··· Entries provided
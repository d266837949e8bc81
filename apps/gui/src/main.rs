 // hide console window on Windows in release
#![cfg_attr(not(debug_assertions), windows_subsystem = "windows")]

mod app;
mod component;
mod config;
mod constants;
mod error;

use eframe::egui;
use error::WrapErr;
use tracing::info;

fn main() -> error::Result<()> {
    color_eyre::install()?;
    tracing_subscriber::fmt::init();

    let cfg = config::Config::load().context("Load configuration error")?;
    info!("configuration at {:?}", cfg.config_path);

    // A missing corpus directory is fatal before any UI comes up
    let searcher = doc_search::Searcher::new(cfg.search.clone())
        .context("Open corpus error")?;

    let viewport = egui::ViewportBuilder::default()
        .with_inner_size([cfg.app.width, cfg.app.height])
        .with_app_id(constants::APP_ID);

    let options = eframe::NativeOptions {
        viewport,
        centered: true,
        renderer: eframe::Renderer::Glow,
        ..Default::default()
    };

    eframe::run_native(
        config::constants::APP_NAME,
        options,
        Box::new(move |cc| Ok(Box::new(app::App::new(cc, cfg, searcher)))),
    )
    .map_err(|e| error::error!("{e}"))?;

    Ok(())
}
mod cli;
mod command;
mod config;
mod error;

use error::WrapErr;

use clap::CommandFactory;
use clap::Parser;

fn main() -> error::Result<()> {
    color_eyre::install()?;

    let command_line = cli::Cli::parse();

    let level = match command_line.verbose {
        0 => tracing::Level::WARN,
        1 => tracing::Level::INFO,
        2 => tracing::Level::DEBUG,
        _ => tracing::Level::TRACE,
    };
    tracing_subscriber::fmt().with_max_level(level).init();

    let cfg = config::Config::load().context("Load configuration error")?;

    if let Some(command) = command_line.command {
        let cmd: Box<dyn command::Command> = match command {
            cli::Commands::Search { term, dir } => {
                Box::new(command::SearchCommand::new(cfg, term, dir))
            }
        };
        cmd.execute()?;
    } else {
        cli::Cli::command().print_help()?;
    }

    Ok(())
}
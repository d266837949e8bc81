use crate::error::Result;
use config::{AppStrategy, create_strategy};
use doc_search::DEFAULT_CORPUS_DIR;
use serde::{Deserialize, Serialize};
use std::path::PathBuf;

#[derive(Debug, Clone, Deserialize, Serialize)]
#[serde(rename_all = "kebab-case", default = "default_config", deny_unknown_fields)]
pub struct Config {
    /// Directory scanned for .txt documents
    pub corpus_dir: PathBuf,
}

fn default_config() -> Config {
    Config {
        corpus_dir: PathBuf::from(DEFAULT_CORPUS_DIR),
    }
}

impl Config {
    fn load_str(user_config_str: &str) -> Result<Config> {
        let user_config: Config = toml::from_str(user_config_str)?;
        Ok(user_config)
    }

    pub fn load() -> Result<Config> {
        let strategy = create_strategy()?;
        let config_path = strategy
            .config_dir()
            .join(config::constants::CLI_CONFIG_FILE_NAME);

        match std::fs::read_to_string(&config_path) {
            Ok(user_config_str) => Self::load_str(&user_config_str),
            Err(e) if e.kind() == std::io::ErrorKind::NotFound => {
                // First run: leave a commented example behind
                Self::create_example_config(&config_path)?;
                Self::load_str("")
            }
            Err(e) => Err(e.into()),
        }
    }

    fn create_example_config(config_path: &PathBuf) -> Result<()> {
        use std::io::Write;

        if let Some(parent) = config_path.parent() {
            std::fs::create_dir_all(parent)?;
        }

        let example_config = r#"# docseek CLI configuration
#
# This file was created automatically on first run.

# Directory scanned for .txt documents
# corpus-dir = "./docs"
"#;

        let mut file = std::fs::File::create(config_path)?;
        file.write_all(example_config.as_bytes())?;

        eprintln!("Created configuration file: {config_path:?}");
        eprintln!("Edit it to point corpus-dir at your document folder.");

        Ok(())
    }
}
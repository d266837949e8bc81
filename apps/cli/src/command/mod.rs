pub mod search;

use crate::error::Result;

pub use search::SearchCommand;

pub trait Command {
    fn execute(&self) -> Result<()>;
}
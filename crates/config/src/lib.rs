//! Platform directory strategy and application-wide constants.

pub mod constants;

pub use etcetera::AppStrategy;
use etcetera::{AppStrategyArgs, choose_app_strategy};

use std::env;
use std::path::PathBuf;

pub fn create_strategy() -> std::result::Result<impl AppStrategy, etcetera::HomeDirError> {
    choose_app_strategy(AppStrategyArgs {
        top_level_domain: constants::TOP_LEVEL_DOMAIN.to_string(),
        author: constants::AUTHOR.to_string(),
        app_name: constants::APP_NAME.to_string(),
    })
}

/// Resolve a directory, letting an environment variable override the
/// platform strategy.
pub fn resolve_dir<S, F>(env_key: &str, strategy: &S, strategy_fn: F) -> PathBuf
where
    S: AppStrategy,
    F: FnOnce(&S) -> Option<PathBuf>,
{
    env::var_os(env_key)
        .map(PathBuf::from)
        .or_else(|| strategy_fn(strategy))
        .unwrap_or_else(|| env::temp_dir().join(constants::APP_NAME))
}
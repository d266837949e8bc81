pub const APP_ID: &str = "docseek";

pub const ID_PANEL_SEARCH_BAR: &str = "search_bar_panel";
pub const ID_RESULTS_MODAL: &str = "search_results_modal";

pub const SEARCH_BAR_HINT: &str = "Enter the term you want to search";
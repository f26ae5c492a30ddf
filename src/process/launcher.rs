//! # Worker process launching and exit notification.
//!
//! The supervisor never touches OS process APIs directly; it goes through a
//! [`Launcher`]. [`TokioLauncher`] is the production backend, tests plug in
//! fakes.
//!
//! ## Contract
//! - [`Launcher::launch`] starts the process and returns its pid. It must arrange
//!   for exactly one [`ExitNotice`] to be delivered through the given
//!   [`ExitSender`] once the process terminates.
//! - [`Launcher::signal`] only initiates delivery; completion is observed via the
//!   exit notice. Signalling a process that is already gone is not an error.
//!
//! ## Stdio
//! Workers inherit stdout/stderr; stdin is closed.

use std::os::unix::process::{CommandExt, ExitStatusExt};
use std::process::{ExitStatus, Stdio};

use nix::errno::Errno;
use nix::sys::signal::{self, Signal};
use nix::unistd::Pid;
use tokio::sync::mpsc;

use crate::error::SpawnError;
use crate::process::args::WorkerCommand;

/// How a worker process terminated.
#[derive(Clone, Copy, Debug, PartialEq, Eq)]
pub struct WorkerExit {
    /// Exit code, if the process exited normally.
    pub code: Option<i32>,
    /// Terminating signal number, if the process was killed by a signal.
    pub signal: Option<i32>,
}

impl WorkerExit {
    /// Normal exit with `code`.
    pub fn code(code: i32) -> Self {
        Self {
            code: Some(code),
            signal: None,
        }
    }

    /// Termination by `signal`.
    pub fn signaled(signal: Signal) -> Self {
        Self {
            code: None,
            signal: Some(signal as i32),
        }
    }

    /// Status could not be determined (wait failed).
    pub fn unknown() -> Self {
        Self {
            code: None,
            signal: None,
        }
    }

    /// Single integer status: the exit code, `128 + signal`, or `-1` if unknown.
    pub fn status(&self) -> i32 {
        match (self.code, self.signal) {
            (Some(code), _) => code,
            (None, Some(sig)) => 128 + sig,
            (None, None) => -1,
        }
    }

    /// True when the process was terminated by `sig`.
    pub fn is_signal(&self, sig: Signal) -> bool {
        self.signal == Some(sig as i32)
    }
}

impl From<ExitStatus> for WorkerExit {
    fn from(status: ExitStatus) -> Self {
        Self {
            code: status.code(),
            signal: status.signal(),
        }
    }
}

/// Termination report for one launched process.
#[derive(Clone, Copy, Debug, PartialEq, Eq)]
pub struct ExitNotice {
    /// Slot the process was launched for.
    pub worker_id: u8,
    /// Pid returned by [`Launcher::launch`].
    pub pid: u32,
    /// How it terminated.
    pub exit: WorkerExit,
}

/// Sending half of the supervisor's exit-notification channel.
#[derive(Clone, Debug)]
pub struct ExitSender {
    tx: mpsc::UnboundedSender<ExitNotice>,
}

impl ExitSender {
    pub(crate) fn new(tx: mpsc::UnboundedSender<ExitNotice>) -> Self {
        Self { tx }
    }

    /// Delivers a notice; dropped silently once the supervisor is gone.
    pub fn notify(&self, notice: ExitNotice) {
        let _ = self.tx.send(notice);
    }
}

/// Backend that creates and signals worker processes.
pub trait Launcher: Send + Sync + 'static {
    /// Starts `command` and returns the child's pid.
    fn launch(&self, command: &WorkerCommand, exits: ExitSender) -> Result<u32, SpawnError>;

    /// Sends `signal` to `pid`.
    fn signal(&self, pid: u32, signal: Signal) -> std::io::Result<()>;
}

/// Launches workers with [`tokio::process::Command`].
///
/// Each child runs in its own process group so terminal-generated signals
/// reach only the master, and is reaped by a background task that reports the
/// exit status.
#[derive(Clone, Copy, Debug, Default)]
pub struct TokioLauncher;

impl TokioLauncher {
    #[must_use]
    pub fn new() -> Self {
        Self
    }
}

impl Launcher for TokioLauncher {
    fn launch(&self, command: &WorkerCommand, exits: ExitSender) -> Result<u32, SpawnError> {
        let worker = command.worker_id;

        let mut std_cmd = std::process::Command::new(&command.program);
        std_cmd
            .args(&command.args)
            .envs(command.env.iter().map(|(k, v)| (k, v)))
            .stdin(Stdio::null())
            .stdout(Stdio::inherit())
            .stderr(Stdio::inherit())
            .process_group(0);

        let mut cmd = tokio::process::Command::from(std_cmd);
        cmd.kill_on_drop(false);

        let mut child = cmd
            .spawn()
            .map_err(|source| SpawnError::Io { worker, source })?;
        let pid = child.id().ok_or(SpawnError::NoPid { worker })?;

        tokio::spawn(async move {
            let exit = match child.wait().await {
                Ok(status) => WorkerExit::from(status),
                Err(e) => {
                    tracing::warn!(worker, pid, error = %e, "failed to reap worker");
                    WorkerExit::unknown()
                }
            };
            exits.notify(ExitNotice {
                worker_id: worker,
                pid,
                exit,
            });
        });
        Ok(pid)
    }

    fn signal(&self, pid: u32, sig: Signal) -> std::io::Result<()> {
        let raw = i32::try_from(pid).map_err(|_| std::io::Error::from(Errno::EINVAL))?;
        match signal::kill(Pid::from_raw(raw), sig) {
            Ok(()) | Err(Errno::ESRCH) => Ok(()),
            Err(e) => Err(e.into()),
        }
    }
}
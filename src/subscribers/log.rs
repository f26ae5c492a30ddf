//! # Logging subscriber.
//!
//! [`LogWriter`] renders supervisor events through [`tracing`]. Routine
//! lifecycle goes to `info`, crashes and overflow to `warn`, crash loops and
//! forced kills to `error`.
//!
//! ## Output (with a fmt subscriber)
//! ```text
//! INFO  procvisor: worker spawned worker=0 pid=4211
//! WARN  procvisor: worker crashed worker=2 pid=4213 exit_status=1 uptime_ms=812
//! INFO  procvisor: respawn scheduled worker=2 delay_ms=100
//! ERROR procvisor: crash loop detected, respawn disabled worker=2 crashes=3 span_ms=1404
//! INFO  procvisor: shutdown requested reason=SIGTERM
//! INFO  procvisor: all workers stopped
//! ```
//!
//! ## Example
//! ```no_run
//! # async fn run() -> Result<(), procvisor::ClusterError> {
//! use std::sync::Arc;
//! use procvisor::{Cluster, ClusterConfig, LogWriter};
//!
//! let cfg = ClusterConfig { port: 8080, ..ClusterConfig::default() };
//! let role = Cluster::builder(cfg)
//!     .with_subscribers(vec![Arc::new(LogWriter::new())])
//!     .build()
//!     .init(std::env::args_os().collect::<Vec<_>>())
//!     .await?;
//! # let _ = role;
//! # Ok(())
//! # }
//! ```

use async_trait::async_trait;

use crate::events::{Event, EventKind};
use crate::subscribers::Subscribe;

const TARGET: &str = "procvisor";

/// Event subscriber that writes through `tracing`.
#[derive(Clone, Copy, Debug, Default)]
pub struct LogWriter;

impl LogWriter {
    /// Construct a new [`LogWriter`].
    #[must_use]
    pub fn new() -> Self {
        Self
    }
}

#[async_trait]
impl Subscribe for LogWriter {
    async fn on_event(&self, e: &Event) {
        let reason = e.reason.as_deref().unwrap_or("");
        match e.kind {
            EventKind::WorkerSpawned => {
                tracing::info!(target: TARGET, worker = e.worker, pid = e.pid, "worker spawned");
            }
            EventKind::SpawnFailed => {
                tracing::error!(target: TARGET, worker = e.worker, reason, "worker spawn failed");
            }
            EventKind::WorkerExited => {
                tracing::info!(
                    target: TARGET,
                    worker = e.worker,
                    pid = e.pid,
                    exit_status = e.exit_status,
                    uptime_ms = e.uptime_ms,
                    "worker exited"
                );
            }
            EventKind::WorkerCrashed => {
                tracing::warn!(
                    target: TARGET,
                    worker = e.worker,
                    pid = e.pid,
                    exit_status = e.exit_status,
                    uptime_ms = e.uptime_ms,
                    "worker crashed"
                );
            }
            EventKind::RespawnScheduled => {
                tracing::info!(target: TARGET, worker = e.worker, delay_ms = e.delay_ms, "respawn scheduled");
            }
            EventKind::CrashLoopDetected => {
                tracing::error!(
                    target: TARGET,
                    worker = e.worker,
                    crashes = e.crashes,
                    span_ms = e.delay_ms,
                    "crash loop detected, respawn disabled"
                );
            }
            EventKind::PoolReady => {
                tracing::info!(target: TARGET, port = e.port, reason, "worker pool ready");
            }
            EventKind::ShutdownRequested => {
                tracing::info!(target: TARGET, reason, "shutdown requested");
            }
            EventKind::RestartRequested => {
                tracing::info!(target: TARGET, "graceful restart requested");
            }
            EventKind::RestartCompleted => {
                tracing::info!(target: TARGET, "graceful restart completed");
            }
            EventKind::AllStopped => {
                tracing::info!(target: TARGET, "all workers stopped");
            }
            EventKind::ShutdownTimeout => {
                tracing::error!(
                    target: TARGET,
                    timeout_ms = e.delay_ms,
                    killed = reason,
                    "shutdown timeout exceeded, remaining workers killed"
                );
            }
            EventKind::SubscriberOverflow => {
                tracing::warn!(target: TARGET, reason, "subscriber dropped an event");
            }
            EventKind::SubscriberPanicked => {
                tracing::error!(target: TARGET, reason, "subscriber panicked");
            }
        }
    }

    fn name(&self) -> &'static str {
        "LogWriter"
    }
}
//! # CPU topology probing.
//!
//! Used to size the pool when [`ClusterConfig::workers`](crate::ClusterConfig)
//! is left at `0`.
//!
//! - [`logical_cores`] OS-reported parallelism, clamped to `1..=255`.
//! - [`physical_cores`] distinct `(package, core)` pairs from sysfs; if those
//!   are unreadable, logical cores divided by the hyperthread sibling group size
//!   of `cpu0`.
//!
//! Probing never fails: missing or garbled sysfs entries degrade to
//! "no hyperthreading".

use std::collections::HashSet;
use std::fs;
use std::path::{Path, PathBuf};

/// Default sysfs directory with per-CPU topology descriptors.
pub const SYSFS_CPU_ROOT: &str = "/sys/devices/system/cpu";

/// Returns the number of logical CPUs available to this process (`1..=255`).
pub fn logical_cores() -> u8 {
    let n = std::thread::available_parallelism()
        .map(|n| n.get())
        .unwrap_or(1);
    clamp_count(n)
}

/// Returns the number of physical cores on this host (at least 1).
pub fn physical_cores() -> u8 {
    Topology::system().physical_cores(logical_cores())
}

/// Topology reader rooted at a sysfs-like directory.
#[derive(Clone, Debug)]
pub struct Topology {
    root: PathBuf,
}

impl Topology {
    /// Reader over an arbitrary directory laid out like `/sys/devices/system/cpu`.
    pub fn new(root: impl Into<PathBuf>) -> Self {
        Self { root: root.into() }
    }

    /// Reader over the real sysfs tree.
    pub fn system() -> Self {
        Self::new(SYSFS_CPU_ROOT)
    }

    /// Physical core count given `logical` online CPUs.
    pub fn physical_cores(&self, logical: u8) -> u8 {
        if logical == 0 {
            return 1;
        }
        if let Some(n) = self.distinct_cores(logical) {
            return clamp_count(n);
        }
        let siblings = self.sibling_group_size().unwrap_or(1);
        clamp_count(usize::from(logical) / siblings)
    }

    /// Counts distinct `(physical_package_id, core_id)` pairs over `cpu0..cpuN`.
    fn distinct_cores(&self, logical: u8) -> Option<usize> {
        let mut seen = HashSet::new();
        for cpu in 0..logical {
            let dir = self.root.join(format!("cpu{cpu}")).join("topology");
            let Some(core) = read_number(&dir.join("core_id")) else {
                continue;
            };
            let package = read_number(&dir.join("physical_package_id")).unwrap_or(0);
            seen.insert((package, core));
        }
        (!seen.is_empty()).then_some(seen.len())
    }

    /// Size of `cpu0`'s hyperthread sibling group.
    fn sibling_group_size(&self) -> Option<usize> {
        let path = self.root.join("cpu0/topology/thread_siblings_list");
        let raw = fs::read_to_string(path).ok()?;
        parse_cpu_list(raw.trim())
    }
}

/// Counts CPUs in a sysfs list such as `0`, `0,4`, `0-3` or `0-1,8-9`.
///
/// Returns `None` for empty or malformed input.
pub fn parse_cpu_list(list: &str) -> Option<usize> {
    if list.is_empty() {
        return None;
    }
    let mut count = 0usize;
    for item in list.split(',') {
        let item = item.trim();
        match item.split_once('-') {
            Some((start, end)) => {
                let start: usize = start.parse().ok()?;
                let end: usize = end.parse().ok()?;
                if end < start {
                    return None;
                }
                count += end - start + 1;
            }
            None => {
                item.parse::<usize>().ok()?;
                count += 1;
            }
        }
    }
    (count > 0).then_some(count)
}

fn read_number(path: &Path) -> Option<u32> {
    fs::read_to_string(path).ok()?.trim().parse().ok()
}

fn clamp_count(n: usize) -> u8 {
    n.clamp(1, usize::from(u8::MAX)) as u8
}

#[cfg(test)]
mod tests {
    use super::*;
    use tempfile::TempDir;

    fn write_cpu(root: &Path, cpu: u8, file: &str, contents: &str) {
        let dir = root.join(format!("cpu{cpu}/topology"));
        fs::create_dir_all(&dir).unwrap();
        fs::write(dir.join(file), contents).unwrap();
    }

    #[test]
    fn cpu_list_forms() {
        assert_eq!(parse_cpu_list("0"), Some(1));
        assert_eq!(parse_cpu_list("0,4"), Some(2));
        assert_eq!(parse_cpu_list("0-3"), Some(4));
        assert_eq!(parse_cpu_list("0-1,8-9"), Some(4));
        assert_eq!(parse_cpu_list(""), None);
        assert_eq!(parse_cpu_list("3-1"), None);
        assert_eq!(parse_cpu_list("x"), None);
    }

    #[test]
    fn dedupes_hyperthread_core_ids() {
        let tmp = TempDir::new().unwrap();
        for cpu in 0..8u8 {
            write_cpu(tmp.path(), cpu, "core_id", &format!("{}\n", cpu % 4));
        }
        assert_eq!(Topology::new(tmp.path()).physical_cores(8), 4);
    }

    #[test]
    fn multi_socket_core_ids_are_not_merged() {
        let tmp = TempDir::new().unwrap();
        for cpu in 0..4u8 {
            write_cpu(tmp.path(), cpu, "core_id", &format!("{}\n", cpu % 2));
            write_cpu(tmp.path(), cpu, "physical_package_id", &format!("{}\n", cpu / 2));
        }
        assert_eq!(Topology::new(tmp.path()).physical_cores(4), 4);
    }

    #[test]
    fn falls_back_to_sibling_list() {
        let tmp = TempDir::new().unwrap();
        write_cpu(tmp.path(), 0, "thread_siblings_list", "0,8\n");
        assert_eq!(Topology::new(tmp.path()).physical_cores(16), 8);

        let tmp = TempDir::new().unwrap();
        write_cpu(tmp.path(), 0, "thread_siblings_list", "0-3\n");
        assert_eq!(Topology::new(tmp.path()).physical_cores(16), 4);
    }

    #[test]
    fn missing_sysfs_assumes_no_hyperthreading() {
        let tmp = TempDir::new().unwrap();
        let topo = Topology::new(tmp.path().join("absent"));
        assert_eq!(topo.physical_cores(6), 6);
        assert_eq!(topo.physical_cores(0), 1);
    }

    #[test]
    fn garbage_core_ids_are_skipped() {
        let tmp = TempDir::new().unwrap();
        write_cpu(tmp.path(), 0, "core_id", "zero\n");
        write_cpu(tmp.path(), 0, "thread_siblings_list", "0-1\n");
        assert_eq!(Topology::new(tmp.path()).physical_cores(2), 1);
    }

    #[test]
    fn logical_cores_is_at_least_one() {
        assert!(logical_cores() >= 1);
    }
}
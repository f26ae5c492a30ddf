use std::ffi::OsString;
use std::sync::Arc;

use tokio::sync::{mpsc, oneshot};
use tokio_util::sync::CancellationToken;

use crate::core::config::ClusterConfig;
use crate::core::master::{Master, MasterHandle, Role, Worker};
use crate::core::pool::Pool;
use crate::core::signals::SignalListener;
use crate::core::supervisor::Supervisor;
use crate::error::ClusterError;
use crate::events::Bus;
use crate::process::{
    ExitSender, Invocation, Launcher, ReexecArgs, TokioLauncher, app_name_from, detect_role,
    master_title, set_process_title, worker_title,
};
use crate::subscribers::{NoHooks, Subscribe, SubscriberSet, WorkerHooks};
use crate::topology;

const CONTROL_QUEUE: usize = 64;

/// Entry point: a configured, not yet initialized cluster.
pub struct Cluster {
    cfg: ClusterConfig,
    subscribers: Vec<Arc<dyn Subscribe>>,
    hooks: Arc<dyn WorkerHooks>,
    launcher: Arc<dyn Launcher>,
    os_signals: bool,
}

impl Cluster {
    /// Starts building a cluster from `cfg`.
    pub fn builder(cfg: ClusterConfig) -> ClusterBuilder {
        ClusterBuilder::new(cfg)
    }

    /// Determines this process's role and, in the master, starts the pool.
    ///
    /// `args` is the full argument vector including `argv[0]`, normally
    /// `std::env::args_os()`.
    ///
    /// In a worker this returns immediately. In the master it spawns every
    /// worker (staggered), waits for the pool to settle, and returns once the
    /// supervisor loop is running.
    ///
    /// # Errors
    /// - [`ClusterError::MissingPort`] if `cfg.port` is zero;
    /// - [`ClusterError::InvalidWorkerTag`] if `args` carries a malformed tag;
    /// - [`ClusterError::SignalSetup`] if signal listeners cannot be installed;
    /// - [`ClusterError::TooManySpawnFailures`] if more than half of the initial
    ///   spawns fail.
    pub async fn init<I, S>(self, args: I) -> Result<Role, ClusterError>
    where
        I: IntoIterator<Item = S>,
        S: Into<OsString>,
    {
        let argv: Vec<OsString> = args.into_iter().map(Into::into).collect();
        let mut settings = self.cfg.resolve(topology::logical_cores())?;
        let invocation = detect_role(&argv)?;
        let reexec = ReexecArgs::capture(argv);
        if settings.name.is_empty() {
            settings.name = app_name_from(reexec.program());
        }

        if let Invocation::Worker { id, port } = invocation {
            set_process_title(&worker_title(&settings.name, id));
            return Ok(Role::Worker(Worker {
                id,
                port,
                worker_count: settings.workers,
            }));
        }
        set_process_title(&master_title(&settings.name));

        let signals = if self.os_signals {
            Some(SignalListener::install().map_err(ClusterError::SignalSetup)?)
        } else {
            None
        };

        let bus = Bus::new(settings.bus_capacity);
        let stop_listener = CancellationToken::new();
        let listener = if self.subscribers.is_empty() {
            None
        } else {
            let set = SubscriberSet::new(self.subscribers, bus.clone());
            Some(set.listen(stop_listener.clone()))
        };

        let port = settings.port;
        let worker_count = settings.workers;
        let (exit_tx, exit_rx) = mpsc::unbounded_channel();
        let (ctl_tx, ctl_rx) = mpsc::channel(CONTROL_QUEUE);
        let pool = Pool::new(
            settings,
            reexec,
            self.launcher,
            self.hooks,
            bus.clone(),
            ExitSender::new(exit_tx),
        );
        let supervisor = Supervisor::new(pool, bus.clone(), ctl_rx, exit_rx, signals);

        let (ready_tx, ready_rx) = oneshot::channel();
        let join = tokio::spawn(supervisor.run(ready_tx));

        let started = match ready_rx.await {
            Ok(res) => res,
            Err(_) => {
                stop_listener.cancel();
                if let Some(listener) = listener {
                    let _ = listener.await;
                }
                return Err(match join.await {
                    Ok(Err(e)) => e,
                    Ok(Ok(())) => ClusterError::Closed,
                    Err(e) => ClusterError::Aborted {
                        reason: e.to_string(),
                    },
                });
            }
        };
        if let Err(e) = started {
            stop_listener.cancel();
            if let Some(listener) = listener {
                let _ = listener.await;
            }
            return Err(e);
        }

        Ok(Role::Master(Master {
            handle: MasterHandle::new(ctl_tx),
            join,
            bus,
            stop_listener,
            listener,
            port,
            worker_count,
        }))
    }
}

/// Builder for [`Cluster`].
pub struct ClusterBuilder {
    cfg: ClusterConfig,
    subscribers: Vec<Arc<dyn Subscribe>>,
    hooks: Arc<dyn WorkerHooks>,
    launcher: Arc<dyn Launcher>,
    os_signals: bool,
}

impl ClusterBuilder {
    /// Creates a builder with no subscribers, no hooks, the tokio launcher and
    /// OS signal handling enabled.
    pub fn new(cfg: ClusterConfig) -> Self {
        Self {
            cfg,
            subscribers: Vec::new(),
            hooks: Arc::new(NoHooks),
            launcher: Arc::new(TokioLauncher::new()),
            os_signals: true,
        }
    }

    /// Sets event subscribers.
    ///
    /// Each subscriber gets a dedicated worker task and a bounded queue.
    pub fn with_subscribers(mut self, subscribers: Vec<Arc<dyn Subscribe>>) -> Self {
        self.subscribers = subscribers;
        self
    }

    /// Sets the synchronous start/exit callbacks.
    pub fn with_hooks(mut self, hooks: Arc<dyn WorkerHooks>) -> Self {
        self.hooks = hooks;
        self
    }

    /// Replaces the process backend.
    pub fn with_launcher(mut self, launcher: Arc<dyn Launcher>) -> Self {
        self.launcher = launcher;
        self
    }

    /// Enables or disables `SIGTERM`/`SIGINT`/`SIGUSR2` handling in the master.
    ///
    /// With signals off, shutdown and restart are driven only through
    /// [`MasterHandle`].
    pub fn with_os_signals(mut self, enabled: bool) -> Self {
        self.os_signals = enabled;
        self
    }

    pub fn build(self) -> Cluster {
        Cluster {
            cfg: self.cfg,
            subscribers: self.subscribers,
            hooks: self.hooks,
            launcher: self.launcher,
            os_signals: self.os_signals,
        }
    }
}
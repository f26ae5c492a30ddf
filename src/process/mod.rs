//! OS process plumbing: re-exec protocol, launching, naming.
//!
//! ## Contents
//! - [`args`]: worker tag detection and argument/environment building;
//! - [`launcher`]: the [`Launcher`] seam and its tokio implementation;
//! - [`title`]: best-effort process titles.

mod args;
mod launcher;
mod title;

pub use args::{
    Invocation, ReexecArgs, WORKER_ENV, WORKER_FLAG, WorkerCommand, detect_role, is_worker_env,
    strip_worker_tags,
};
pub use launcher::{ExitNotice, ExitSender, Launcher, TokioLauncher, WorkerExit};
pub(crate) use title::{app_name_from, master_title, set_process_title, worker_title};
······
Task goal → Lines above with "viewport" in them are the ones to copy.

Result →
    let viewport = egui::ViewportBuilder::default()
        viewport,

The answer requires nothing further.